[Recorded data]
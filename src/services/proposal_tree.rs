//! Persistent bookmark tree snapshots.
//!
//! A [`BookmarkTree`] is immutable from the outside: every edit returns a new
//! snapshot that shares all untouched subtrees with the old one. Only the
//! nodes on the path to the edit are copied (`Arc::make_mut`), so keeping the
//! original and the proposal side by side costs little.

use std::collections::{HashMap, HashSet};
use std::sync::Arc;

use uuid::Uuid;

use crate::types::errors::TreeError;
use crate::types::host::NodeChanges;
use crate::types::node::{BookmarkRecord, Node};
use crate::types::operation::Position;

/// Prefix of ids handed out to nodes staged in a proposal.
pub const TEMP_ID_PREFIX: &str = "tmp_";

pub fn is_temp_id(id: &str) -> bool {
    id.starts_with(TEMP_ID_PREFIX)
}

pub fn new_temp_id() -> String {
    format!("{}{}", TEMP_ID_PREFIX, Uuid::new_v4().simple())
}

/// Where a moved node lands relative to the target node.
#[derive(Debug, Clone, Copy, PartialEq, Eq, serde::Serialize, serde::Deserialize)]
#[serde(rename_all = "lowercase")]
pub enum DropPosition {
    /// Last child of the target folder.
    Inside,
    Before,
    After,
}

#[derive(Debug, Clone, PartialEq, Eq)]
pub struct TreeNode {
    pub node: Node,
    pub children: Vec<Arc<TreeNode>>,
    /// Where the node was first placed when it was staged in this proposal.
    pub staged_at: Option<Position>,
}

impl TreeNode {
    fn leaf(node: Node, staged_at: Option<Position>) -> Self {
        Self {
            node,
            children: Vec::new(),
            staged_at,
        }
    }

    pub fn descendant_count(&self) -> usize {
        self.children
            .iter()
            .map(|child| 1 + child.descendant_count())
            .sum()
    }
}

#[derive(Debug, Clone, Default, PartialEq, Eq)]
pub struct BookmarkTree {
    roots: Vec<Arc<TreeNode>>,
}

fn now_millis() -> i64 {
    chrono::Utc::now().timestamp_millis()
}

fn renumber(children: &mut [Arc<TreeNode>]) {
    for (i, child) in children.iter_mut().enumerate() {
        let i = i as u32;
        if child.node.index != i {
            Arc::make_mut(child).node.index = i;
        }
    }
}

fn locate_in(children: &[Arc<TreeNode>], id: &str, path: &mut Vec<usize>) -> bool {
    for (i, child) in children.iter().enumerate() {
        path.push(i);
        if child.node.id == id || locate_in(&child.children, id, path) {
            return true;
        }
        path.pop();
    }
    false
}

fn visit_in(children: &[Arc<TreeNode>], depth: usize, f: &mut impl FnMut(&TreeNode, usize)) {
    for child in children {
        f(child, depth);
        visit_in(&child.children, depth + 1, f);
    }
}

impl BookmarkTree {
    /// Builds a tree from a flat node list. Sibling indexes are normalized to
    /// `0..n` following the given order of `index`.
    pub fn from_nodes(nodes: &[Node]) -> Result<Self, TreeError> {
        let mut by_id: HashMap<&str, &Node> = HashMap::with_capacity(nodes.len());
        for node in nodes {
            if by_id.insert(node.id.as_str(), node).is_some() {
                return Err(TreeError::DuplicateId(node.id.clone()));
            }
        }

        let mut roots: Vec<&Node> = Vec::new();
        let mut by_parent: HashMap<&str, Vec<&Node>> = HashMap::new();
        for node in nodes {
            match node.parent_id.as_deref() {
                None => roots.push(node),
                Some(parent_id) => match by_id.get(parent_id) {
                    Some(parent) if parent.is_bookmark() => {
                        return Err(TreeError::NotAFolder(parent_id.to_string()))
                    }
                    Some(_) => by_parent.entry(parent_id).or_default().push(node),
                    None => {
                        return Err(TreeError::OrphanNode {
                            id: node.id.clone(),
                            parent_id: parent_id.to_string(),
                        })
                    }
                },
            }
        }
        for siblings in by_parent.values_mut() {
            siblings.sort_by(|a, b| a.index.cmp(&b.index).then_with(|| a.id.cmp(&b.id)));
        }
        roots.sort_by(|a, b| a.index.cmp(&b.index).then_with(|| a.id.cmp(&b.id)));

        fn build(node: &Node, index: usize, by_parent: &HashMap<&str, Vec<&Node>>) -> Arc<TreeNode> {
            let mut copy = node.clone();
            copy.index = index as u32;
            let children = by_parent
                .get(node.id.as_str())
                .map(|kids| {
                    kids.iter()
                        .enumerate()
                        .map(|(i, kid)| build(kid, i, by_parent))
                        .collect()
                })
                .unwrap_or_default();
            Arc::new(TreeNode {
                node: copy,
                children,
                staged_at: None,
            })
        }

        let tree = Self {
            roots: roots
                .iter()
                .enumerate()
                .map(|(i, root)| build(root, i, &by_parent))
                .collect(),
        };

        // Nodes on a parent cycle are never reached from a root
        if tree.len() != nodes.len() {
            let mut reached = HashSet::new();
            tree.visit(|n, _| {
                reached.insert(n.node.id.clone());
            });
            if let Some(node) = nodes.iter().find(|n| !reached.contains(&n.id)) {
                return Err(TreeError::OrphanNode {
                    id: node.id.clone(),
                    parent_id: node.parent_id.clone().unwrap_or_default(),
                });
            }
        }
        Ok(tree)
    }

    pub fn from_records(records: &[BookmarkRecord]) -> Result<Self, TreeError> {
        let nodes: Vec<Node> = records.iter().map(BookmarkRecord::to_node).collect();
        Self::from_nodes(&nodes)
    }

    pub fn roots(&self) -> &[Arc<TreeNode>] {
        &self.roots
    }

    /// Pre-order walk with depth (roots at depth 0).
    pub fn visit(&self, mut f: impl FnMut(&TreeNode, usize)) {
        visit_in(&self.roots, 0, &mut f);
    }

    /// Flattens the tree in pre-order.
    pub fn to_nodes(&self) -> Vec<Node> {
        let mut nodes = Vec::new();
        self.visit(|n, _| nodes.push(n.node.clone()));
        nodes
    }

    pub fn len(&self) -> usize {
        let mut count = 0;
        self.visit(|_, _| count += 1);
        count
    }

    pub fn is_empty(&self) -> bool {
        self.roots.is_empty()
    }

    fn locate(&self, id: &str) -> Option<Vec<usize>> {
        let mut path = Vec::new();
        locate_in(&self.roots, id, &mut path).then_some(path)
    }

    fn arc_at(&self, path: &[usize]) -> Option<&Arc<TreeNode>> {
        let (first, rest) = path.split_first()?;
        let mut current = self.roots.get(*first)?;
        for i in rest {
            current = current.children.get(*i)?;
        }
        Some(current)
    }

    fn node_mut(&mut self, path: &[usize]) -> Option<&mut TreeNode> {
        let (first, rest) = path.split_first()?;
        let mut current = Arc::make_mut(self.roots.get_mut(*first)?);
        for i in rest {
            current = Arc::make_mut(current.children.get_mut(*i)?);
        }
        Some(current)
    }

    pub fn find(&self, id: &str) -> Option<&TreeNode> {
        self.locate(id).and_then(|path| self.arc_at(&path)).map(|arc| arc.as_ref())
    }

    /// The shared subtree handle; equal pointers across snapshots mean the
    /// subtree was not copied.
    pub fn subtree(&self, id: &str) -> Option<Arc<TreeNode>> {
        self.locate(id).and_then(|path| self.arc_at(&path).cloned())
    }

    pub fn contains(&self, id: &str) -> bool {
        self.locate(id).is_some()
    }

    pub fn is_root(&self, id: &str) -> bool {
        self.roots.iter().any(|r| r.node.id == id)
    }

    /// True when `id` lies strictly below `ancestor_id`.
    pub fn is_descendant(&self, ancestor_id: &str, id: &str) -> bool {
        match self.find(ancestor_id) {
            Some(ancestor) => {
                let mut path = Vec::new();
                locate_in(&ancestor.children, id, &mut path)
            }
            None => false,
        }
    }

    /// Stages a new node under `parent_id` and returns the new snapshot and the
    /// node's temporary id. `index` is clamped; `None` appends.
    pub fn add_node(
        &self,
        parent_id: &str,
        title: &str,
        url: Option<&str>,
        index: Option<u32>,
    ) -> Result<(Self, String), TreeError> {
        let parent_path = self
            .locate(parent_id)
            .ok_or_else(|| TreeError::NodeNotFound(parent_id.to_string()))?;
        let mut next = self.clone();
        let parent = next
            .node_mut(&parent_path)
            .ok_or_else(|| TreeError::NodeNotFound(parent_id.to_string()))?;
        if parent.node.is_bookmark() {
            return Err(TreeError::NotAFolder(parent_id.to_string()));
        }

        let position = index
            .map(|i| (i as usize).min(parent.children.len()))
            .unwrap_or(parent.children.len());
        let id = new_temp_id();
        let node = Node {
            id: id.clone(),
            parent_id: Some(parent_id.to_string()),
            index: position as u32,
            title: title.to_string(),
            url: url.map(str::to_string),
            date_added: now_millis(),
            date_modified: None,
        };
        let staged = Position::new(parent_id, position as u32);
        parent
            .children
            .insert(position, Arc::new(TreeNode::leaf(node, Some(staged))));
        renumber(&mut parent.children);
        Ok((next, id))
    }

    /// Changes the title and/or URL of a node. Folders cannot get a URL.
    pub fn edit_node(&self, id: &str, changes: &NodeChanges) -> Result<Self, TreeError> {
        if self.is_root(id) {
            return Err(TreeError::RootNode(id.to_string()));
        }
        let path = self
            .locate(id)
            .ok_or_else(|| TreeError::NodeNotFound(id.to_string()))?;
        let mut next = self.clone();
        let target = next
            .node_mut(&path)
            .ok_or_else(|| TreeError::NodeNotFound(id.to_string()))?;
        if changes.url.is_some() && target.node.is_folder() {
            return Err(TreeError::InvalidEdit(format!("folder {} cannot have a URL", id)));
        }
        if let Some(title) = &changes.title {
            target.node.title = title.clone();
        }
        if let Some(url) = &changes.url {
            target.node.url = Some(url.clone());
        }
        target.node.date_modified = Some(now_millis());
        Ok(next)
    }

    /// Moves `id` relative to `target_id`.
    ///
    /// Both the old and the new sibling lists are renumbered from 0. When the
    /// target does not exist the node goes to index 0 of the first root.
    pub fn move_node(&self, id: &str, target_id: &str, position: DropPosition) -> Result<Self, TreeError> {
        if self.is_root(id) {
            return Err(TreeError::RootNode(id.to_string()));
        }
        let source_path = self
            .locate(id)
            .ok_or_else(|| TreeError::NodeNotFound(id.to_string()))?;
        if id == target_id || self.is_descendant(id, target_id) {
            return Err(TreeError::InvalidMove(format!("{} cannot be moved into itself", id)));
        }
        let target_exists = self.contains(target_id);
        if target_exists && position == DropPosition::Inside {
            if let Some(target) = self.find(target_id) {
                if target.node.is_bookmark() {
                    return Err(TreeError::NotAFolder(target_id.to_string()));
                }
            }
        }
        if target_exists && position != DropPosition::Inside && self.is_root(target_id) {
            return Err(TreeError::InvalidMove(format!("cannot place {} beside a root folder", id)));
        }

        let mut next = self.clone();
        let (source_index, source_parent) = source_path
            .split_last()
            .ok_or_else(|| TreeError::NodeNotFound(id.to_string()))?;
        let old_parent = next
            .node_mut(source_parent)
            .ok_or_else(|| TreeError::NodeNotFound(id.to_string()))?;
        let mut moving = old_parent.children.remove(*source_index);
        renumber(&mut old_parent.children);

        let (dest_path, dest_index) = match next.locate(target_id) {
            None => {
                if next.roots.is_empty() {
                    return Err(TreeError::NodeNotFound(target_id.to_string()));
                }
                (vec![0], 0)
            }
            Some(target_path) => match position {
                DropPosition::Inside => {
                    let len = next.arc_at(&target_path).map(|t| t.children.len()).unwrap_or(0);
                    (target_path, len)
                }
                DropPosition::Before | DropPosition::After => {
                    let (target_index, target_parent) = target_path
                        .split_last()
                        .ok_or_else(|| TreeError::NodeNotFound(target_id.to_string()))?;
                    let offset = usize::from(position == DropPosition::After);
                    (target_parent.to_vec(), target_index + offset)
                }
            },
        };

        let dest = next
            .node_mut(&dest_path)
            .ok_or_else(|| TreeError::NodeNotFound(target_id.to_string()))?;
        let dest_index = dest_index.min(dest.children.len());
        {
            let moved = Arc::make_mut(&mut moving);
            moved.node.parent_id = Some(dest.node.id.clone());
            moved.node.index = dest_index as u32;
        }
        dest.children.insert(dest_index, moving);
        renumber(&mut dest.children);
        Ok(next)
    }

    /// Removes a node and its whole subtree.
    pub fn remove_node(&self, id: &str) -> Result<Self, TreeError> {
        if self.is_root(id) {
            return Err(TreeError::RootNode(id.to_string()));
        }
        let path = self
            .locate(id)
            .ok_or_else(|| TreeError::NodeNotFound(id.to_string()))?;
        let (index, parent_path) = path
            .split_last()
            .ok_or_else(|| TreeError::NodeNotFound(id.to_string()))?;
        let mut next = self.clone();
        let parent = next
            .node_mut(parent_path)
            .ok_or_else(|| TreeError::NodeNotFound(id.to_string()))?;
        parent.children.remove(*index);
        renumber(&mut parent.children);
        Ok(next)
    }
}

*Problem details:* The string "depth" marks the lines to copy; report each of them from the data above.

*Finished task:*
fn visit_in(children: &[Arc<TreeNode>], depth: usize, f: &mut impl FnMut(&TreeNode, usize)) {
        f(child, depth);
        visit_in(&child.children, depth + 1, f);
    /// Pre-order walk with depth (roots at depth 0).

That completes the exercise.